Firewall had blocked access to the internal IP address which was mapped with a public IP address. This occured after I tried connecting the server directly to the public IP address bypassing the pix.

static (inside,outside) 70.45.5.8 192.168.0.145 255.255.255.255.0 0

I was not able to connect the internal 145 from outside address. In order to test the application I tried placing this system directly with public ip 70.45.5.8 and it worked. Now when I place the system back behind the firewall replacing the IP back to 192.168.0.145, it works on the internal network but firewall does not allow traffic through and I cannot even access internet. It had occured with three internal IPs and I have to change the ip to make the system work. I understand somewhere these ips are recorded in ACL denying access.

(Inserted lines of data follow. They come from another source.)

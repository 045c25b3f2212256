//! Session-scoped identity map.
//!
//! Guarantees at most one in-memory entity per [`EntityKey`]. Entities of
//! every kind share one map; each entry is stored type-erased and
//! recovered by downcasting with the caller's entity type.

use crate::entity::{Entity, EntityCell, EntityRef};
use crate::error::OrmError;
use crate::types::{EntityId, EntityKey};
use serde::Serialize;
use std::any::Any;
use std::collections::HashMap;
use std::sync::Arc;
use tracing::trace;

/// Lookup statistics for an [`IdentityMap`].
#[derive(Debug, Clone, Copy, Default, PartialEq, Eq, Serialize)]
pub struct IdentityMetrics {
    /// Lookups answered from the map
    pub hits: u64,
    /// Lookups for keys not in the map
    pub misses: u64,
    /// Entities added to the map
    pub registered: u64,
}

impl IdentityMetrics {
    /// Fraction of lookups served from memory (0.0 to 1.0)
    pub fn hit_rate(&self) -> f64 {
        let total = self.hits + self.misses;
        if total == 0 {
            0.0
        } else {
            self.hits as f64 / total as f64
        }
    }

    fn record_hit(&mut self) {
        self.hits += 1;
    }

    fn record_miss(&mut self) {
        self.misses += 1;
    }
}

#[derive(Default)]
pub struct IdentityMap {
    entries: HashMap<EntityKey, Arc<dyn Any + Send + Sync>>,
    metrics: IdentityMetrics,
}

impl IdentityMap {
    pub fn new() -> Self {
        Self::default()
    }

    /// Look up an entity, counting the hit or miss.
    pub fn get<E: Entity>(&mut self, id: EntityId) -> Option<EntityRef<E>> {
        let found = self.peek::<E>(id);
        match found {
            Some(_) => {
                trace!("Identity map hit for {}#{}", E::KIND, id);
                self.metrics.record_hit();
            }
            None => self.metrics.record_miss(),
        }
        found
    }

    /// Look up an entity without touching the metrics.
    pub fn peek<E: Entity>(&self, id: EntityId) -> Option<EntityRef<E>> {
        let entry = self.entries.get(&EntityKey::new(E::KIND, id))?;
        Arc::clone(entry)
            .downcast::<EntityCell<E>>()
            .ok()
            .map(EntityRef::from_cell)
    }

    /// Add an entity under its key.
    ///
    /// Re-adding the same instance is a no-op. Adding a different instance
    /// for a key that is already mapped breaks identity and is rejected.
    pub fn insert<E: Entity>(&mut self, entity: &EntityRef<E>) -> Result<(), OrmError> {
        let key = entity.key().ok_or_else(|| {
            OrmError::invariant(format!(
                "cannot add a {} without an id to the identity map",
                E::KIND
            ))
        })?;

        if let Some(existing) = self.peek::<E>(key.id) {
            if existing.ptr_eq(entity) {
                return Ok(());
            }
            return Err(OrmError::invariant(format!(
                "{} is already mapped to a different instance",
                key
            )));
        }
        if self.entries.contains_key(&key) {
            return Err(OrmError::invariant(format!(
                "{} is mapped to a different entity type",
                key
            )));
        }

        let cell: Arc<dyn Any + Send + Sync> = Arc::clone(entity.cell()) as _;
        self.entries.insert(key, cell);
        self.metrics.registered += 1;
        Ok(())
    }

    pub fn remove(&mut self, key: &EntityKey) -> bool {
        self.entries.remove(key).is_some()
    }

    pub fn contains(&self, key: &EntityKey) -> bool {
        self.entries.contains_key(key)
    }

    pub fn len(&self) -> usize {
        self.entries.len()
    }

    pub fn is_empty(&self) -> bool {
        self.entries.is_empty()
    }

    /// All mapped keys, sorted
    pub fn keys(&self) -> Vec<EntityKey> {
        let mut keys: Vec<EntityKey> = self.entries.keys().copied().collect();
        keys.sort();
        keys
    }

    pub fn clear(&mut self) {
        self.entries.clear();
    }

    pub fn metrics(&self) -> IdentityMetrics {
        self.metrics
    }
}

impl std::fmt::Debug for IdentityMap {
    fn fmt(&self, f: &mut std::fmt::Formatter<'_>) -> std::fmt::Result {
        f.debug_struct("IdentityMap")
            .field("entries", &self.entries.len())
            .field("metrics", &self.metrics)
            .finish()
    }
}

Can someone tell me how to fix this problem so that I can use these IPs again on the network?

spremkumar · ‎02-09-2006

hi

did u try clear xlate before getting the server behind the local lan network ?? if you havent can you give a try and check ?

regds

varakantam · ‎02-09-2006

Modify your netmask to make it host based as opposed to network and you need to create seperate statics for each host.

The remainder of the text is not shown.